🏈 College Football
Big 12 Goes Full NFL With Injury Reports
Transparency, integrity, and making sure your bookie doesn’t have to text the backup long snapper’s cousin for intel.
Well, well, well — the Big 12 has finally joined the NFL cosplay club. Starting this season, they’re going to release official player availability reports for every conference football game. Daily updates three days before kickoff, then a final “yes, no, or maybe” 90 minutes before game time.
They’ll even have the classic designations: available, probable, questionable, doubtful, or out. Translation:
- Available – Will play.
- Probable – Will play unless they literally trip over the band.
- Questionable – Could go either way, so let’s keep Michigan’s secondary guessing.
- Doubtful – Might suit up for warmups to confuse the other team, then disappear.
- Out – Has been out since Tuesday but we’re only telling you now.
This isn’t just football, either — men’s and women’s basketball get their own reports too. Because nothing says “integrity of competition” like letting Vegas know your point guard tweaked an ankle in shootaround.
Why They’re Doing It
The official line: “Protecting student-athletes and the integrity of competition.”
The actual translation: “Gambling is so woven into the sport now that we might as well make it public instead of forcing boosters to DM the trainer’s wife.”
The SEC started doing this last year, the Big Ten in 2023, and now the ACC’s on board too.
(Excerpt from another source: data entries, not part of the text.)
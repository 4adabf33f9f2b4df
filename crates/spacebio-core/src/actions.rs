//! # Action Board
//!
//! Per-action status for the user-triggered actions of the detail overlay
//! (export, share, download, citation).
//!
//! Each action owns an independent status. While an action is `Pending` its
//! control is disabled: a second `begin` for the same action is refused.
//! Different actions never block each other.
//!
//! The board only records state. Running the (simulated) work is the job of
//! the application's action runner.

use crate::SpaceBioError;
use crate::primitives::{CITATION_DELAY_MS, DOWNLOAD_DELAY_MS, EXPORT_DELAY_MS, SHARE_DELAY_MS};
use serde::{Deserialize, Serialize};
use std::collections::BTreeMap;
use std::fmt;
use std::str::FromStr;
use std::time::Duration;

/// A user-triggered action with its own busy flag.
#[derive(Debug, Clone, Copy, PartialEq, Eq, PartialOrd, Ord, Hash, Serialize, Deserialize)]
#[serde(rename_all = "snake_case")]
pub enum ActionKind {
    Export,
    Share,
    Download,
    Citation,
}

impl ActionKind {
    pub const ALL: [ActionKind; 4] = [
        ActionKind::Export,
        ActionKind::Share,
        ActionKind::Download,
        ActionKind::Citation,
    ];

    #[must_use]
    pub const fn as_str(self) -> &'static str {
        match self {
            Self::Export => "export",
            Self::Share => "share",
            Self::Download => "download",
            Self::Citation => "citation",
        }
    }
}

impl fmt::Display for ActionKind {
    fn fmt(&self, f: &mut fmt::Formatter<'_>) -> fmt::Result {
        f.write_str(self.as_str())
    }
}

impl FromStr for ActionKind {
    type Err = SpaceBioError;

    fn from_str(s: &str) -> Result<Self, Self::Err> {
        Self::ALL
            .into_iter()
            .find(|k| k.as_str() == s)
            .ok_or_else(|| SpaceBioError::UnknownAction(s.to_string()))
    }
}

/// Lifecycle of one action.
#[derive(Debug, Clone, Default, PartialEq, Eq, Serialize, Deserialize)]
#[serde(tag = "state", content = "message", rename_all = "snake_case")]
pub enum TaskStatus {
    #[default]
    Idle,
    Pending,
    Succeeded,
    Failed(String),
}

impl TaskStatus {
    #[must_use]
    pub const fn is_pending(&self) -> bool {
        matches!(self, Self::Pending)
    }
}

/// Status of every action, keyed by kind.
#[derive(Debug, Clone, Default)]
pub struct ActionBoard {
    statuses: BTreeMap<ActionKind, TaskStatus>,
}

impl ActionBoard {
    #[must_use]
    pub fn new() -> Self {
        Self::default()
    }

    /// Current status; actions never started are `Idle`.
    #[must_use]
    pub fn status(&self, kind: ActionKind) -> &TaskStatus {
        const IDLE: TaskStatus = TaskStatus::Idle;
        self.statuses.get(&kind).unwrap_or(&IDLE)
    }

    #[must_use]
    pub fn is_busy(&self, kind: ActionKind) -> bool {
        self.status(kind).is_pending()
    }

    /// Mark an action pending. Refused while it is already pending.
    pub fn begin(&mut self, kind: ActionKind) -> Result<(), SpaceBioError> {
        if self.is_busy(kind) {
            return Err(SpaceBioError::ActionBusy(kind));
        }
        self.statuses.insert(kind, TaskStatus::Pending);
        Ok(())
    }

    pub fn succeed(&mut self, kind: ActionKind) {
        self.statuses.insert(kind, TaskStatus::Succeeded);
    }

    pub fn fail(&mut self, kind: ActionKind, reason: impl Into<String>) {
        self.statuses.insert(kind, TaskStatus::Failed(reason.into()));
    }

    /// Return an action to `Idle`, e.g. after cancellation.
    pub fn reset(&mut self, kind: ActionKind) {
        self.statuses.remove(&kind);
    }

    /// Every action with its status, in [`ActionKind::ALL`] order.
    #[must_use]
    pub fn snapshot(&self) -> Vec<(ActionKind, TaskStatus)> {
        ActionKind::ALL
            .into_iter()
            .map(|k| (k, self.status(k).clone()))
            .collect()
    }
}

/// Fixed simulated latency per action.
#[derive(Debug, Clone, Copy, PartialEq, Eq)]
pub struct ActionDelays {
    pub export: Duration,
    pub share: Duration,
    pub download: Duration,
    pub citation: Duration,
}

impl Default for ActionDelays {
    fn default() -> Self {
        Self {
            export: Duration::from_millis(EXPORT_DELAY_MS),
            share: Duration::from_millis(SHARE_DELAY_MS),
            download: Duration::from_millis(DOWNLOAD_DELAY_MS),
            citation: Duration::from_millis(CITATION_DELAY_MS),
        }
    }
}

impl ActionDelays {
    /// The same delay for every action.
    #[must_use]
    pub const fn uniform(delay: Duration) -> Self {
        Self {
            export: delay,
            share: delay,
            download: delay,
            citation: delay,
        }
    }

    #[must_use]
    pub const fn for_kind(&self, kind: ActionKind) -> Duration {
        match kind {
            ActionKind::Export => self.export,
            ActionKind::Share => self.share,
            ActionKind::Download => self.download,
            ActionKind::Citation => self.citation,
        }
    }
}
By midseason, every Power conference will have its own page on the conference website that looks like a mash-up of a fantasy football app and your doctor’s patient portal.
Unc’s Angle
You can call this “transparency.” I call it the “stop pestering the punter’s neighbor for tips” initiative.
Here’s the thing: Every coach will swear this is about fairness and stopping insider betting. And sure, maybe it is. But you’re telling me Mike Gundy’s about to hand over the exact status of his starting QB with zero gamesmanship? Uh-huh. Expect some “probable” tags that are really just there to make BYU burn practice reps on a backup who hasn’t thrown a pass since the spring game.
And I’ll give it two weeks before we see our first “upper body injury” designation — the all-time vague classic. Could be a sprained wrist, could be the flu, could be that the player’s car broke down on the way to practice.
Final Whistle
The Big 12 is officially in the injury-report business, which means gamblers get cleaner info, coaches get fewer back-channel texts, and the rest of us get to argue online about whether “questionable” really means 50/50 or “we already know but we’re not telling you.”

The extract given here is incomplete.